Timeout when submitting a resource manifest

edit

When submitting a ECK resource manifest, you may encounter an error message similar to the following:

Error from server (Timeout): error when creating "elasticsearch.yaml": Timeout: request did not complete within requested timeout 30s

This error is usually an indication of a problem communicating with the validating webhook. If you are running ECK on a private Google Kubernetes Engine (GKE) cluster, you may need to add a firewall rule allowing port 9443 from the API server. Another possible cause for failure is if a strict network policy is in effect. Refer to the webhook troubleshooting documentation for more details and workarounds.

Copying secrets with Owner References

edit
Copying the Elasticsearch Secrets generated by ECK (for instance, the certificate authority or the elastic user) into another namespace wholesale can trigger a link:https://github.com/kubernetes/kubernetes/issues/65200[Kubernetes bug] which can delete all of the Elasticsearch-related resources, for example, the data volumes.
Since ECK 1.3.1, `OwnerReference` was removed both from Elasticsearch Secrets containing public certificates and the Secret holding the elastic user credentials. These secrets are likely to be copied.
If Secrets were copied in other namespaces before ECK 1.3.1, make sure you manually remove the `OwnerReference`, as these Secrets might still be affected, even if ECK has been upgraded.

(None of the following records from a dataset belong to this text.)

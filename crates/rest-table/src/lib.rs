//! HTTP table client for the Taskpad remote backend
//!
//! Implements the core [`TaskTables`](taskpad_core::table::TaskTables)
//! surface over a PostgREST-style endpoint: one route per table, filters in
//! the query string, inserted rows echoed back with
//! `Prefer: return=representation`.

mod client;
mod config;

pub use client::RestTables;
pub use config::RestConfig;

For example, a source secret might be:

$ kubectl get secret quickstart-es-elastic-user -o yaml
apiVersion: v1
data:
  elastic: NGw2Q2REMjgwajZrMVRRS0hxUDVUUTU0
kind: Secret
metadata:
  creationTimestamp: "2020-06-09T19:11:41Z"
  labels:
    common.k8s.elastic.co/type: elasticsearch
    eck.k8s.elastic.co/credentials: "true"
    elasticsearch.k8s.elastic.co/cluster-name: quickstart
  name: quickstart-es-elastic-user
  namespace: default
  ownerReferences:
  - apiVersion: elasticsearch.k8s.elastic.co/v1
    blockOwnerDeletion: true
    controller: true
    kind: Elasticsearch
    name: quickstart
    uid: c7a9b436-aa07-4341-a2cc-b33b3dfcbe29
  resourceVersion: "13048277"
  selfLink: /api/v1/namespaces/default/secrets/quickstart-es-elastic-user
  uid: 04cdf334-77d3-4de6-a2e8-7a2b23366a27
type: Opaque

To copy it to a different namespace, strip the metadata.ownerReferences field as well as the object-specific data:

apiVersion: v1
data:
  elastic: NGw2Q2REMjgwajZrMVRRS0hxUDVUUTU0
kind: Secret
metadata:
  labels:
    common.k8s.elastic.co/type: elasticsearch
    eck.k8s.elastic.co/credentials: "true"
    elasticsearch.k8s.elastic.co/cluster-name: quickstart
  name: quickstart-es-elastic-user
  namespace: default
type: Opaque

Failure to do so can cause data loss.